Similarly, you can replace the addition or subtraction of C by providing the appropriate delta to call filter2D . This again cuts a few percent.
NB . You may encounter slight differences that occur outside of the floating point representation if you implement the two above changes.

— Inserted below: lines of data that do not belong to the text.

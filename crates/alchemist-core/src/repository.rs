//! Record repository abstraction.
//!
//! The engine never stores anything itself. It hands plain records to the
//! persistence collaborator through this port.

use async_trait::async_trait;
use chrono::{DateTime, Utc};
use serde::Serialize;
use uuid::Uuid;

use crate::error::DomainError;

/// Stored representation of an engine record.
#[derive(Debug, Clone)]
pub struct StoredRecord {
    /// Unique record identifier.
    pub record_id: Uuid,
    /// The player who owns the record.
    pub player_id: Uuid,
    /// Record type name for deserialization routing.
    pub record_type: String,
    /// Serialized record payload.
    pub payload: serde_json::Value,
    /// Correlation ID of the command that produced the record.
    pub correlation_id: Uuid,
    /// Timestamp of record creation.
    pub recorded_at: DateTime<Utc>,
}

impl StoredRecord {
    /// Serializes `payload` into a stored record.
    ///
    /// # Errors
    ///
    /// Returns `DomainError::Infrastructure` if the payload cannot be
    /// serialized.
    pub fn from_payload<T: Serialize>(
        record_id: Uuid,
        player_id: Uuid,
        record_type: &str,
        payload: &T,
        correlation_id: Uuid,
        recorded_at: DateTime<Utc>,
    ) -> Result<Self, DomainError> {
        let payload = serde_json::to_value(payload).map_err(|e| {
            DomainError::Infrastructure(format!("record serialization failed: {e}"))
        })?;
        Ok(Self {
            record_id,
            player_id,
            record_type: record_type.to_owned(),
            payload,
            correlation_id,
            recorded_at,
        })
    }
}

/// Repository trait for appending and counting player records.
#[async_trait]
pub trait RecordRepository: Send + Sync {
    /// Counts records of `record_type` owned by `player_id` recorded at or
    /// after `since`.
    async fn count_records_since(
        &self,
        player_id: Uuid,
        record_type: &str,
        since: DateTime<Utc>,
    ) -> Result<u32, DomainError>;

    /// Atomically appends `record` only if fewer than `limit` records of the
    /// same type and player exist since `since`.
    ///
    /// Returns `false` without writing when the limit is already reached.
    async fn append_if_under_limit(
        &self,
        record: StoredRecord,
        since: DateTime<Utc>,
        limit: u32,
    ) -> Result<bool, DomainError>;

    /// Appends records unconditionally.
    async fn append_records(&self, records: &[StoredRecord]) -> Result<(), DomainError>;
}

#[cfg(test)]
mod tests {
    use super::*;
    use chrono::TimeZone;

    #[derive(Serialize)]
    struct Payload {
        name: &'static str,
        quantity: u32,
    }

    #[test]
    fn test_from_payload_serializes_and_copies_metadata() {
        let record_id = Uuid::new_v4();
        let player_id = Uuid::new_v4();
        let correlation_id = Uuid::new_v4();
        let at = Utc.with_ymd_and_hms(2026, 1, 15, 10, 0, 0).unwrap();

        let record = StoredRecord::from_payload(
            record_id,
            player_id,
            "inventory.ingredient_collected",
            &Payload {
                name: "Dewcap",
                quantity: 2,
            },
            correlation_id,
            at,
        )
        .unwrap();

        assert_eq!(record.record_id, record_id);
        assert_eq!(record.player_id, player_id);
        assert_eq!(record.record_type, "inventory.ingredient_collected");
        assert_eq!(record.correlation_id, correlation_id);
        assert_eq!(record.recorded_at, at);
        assert_eq!(
            record.payload,
            serde_json::json!({ "name": "Dewcap", "quantity": 2 })
        );
    }
}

Another possibility is to make the comparisons necessary to determine the mask for comparing the vs scalar matrix:
input < threshold input - input < threshold - input 0 < threshold - input 0 < adjusted_threshold
We can achieve this by modifying the kernels to subtract the value of the anchor pixel scaled by the corresponding weight ( ksize ). With numpy, this seems to make only a slight difference, although, as I understand it, we could save half the reads in this part of the algorithm (while filter2D supposedly still reads and multiplies the corresponding values, even if the weight is 0).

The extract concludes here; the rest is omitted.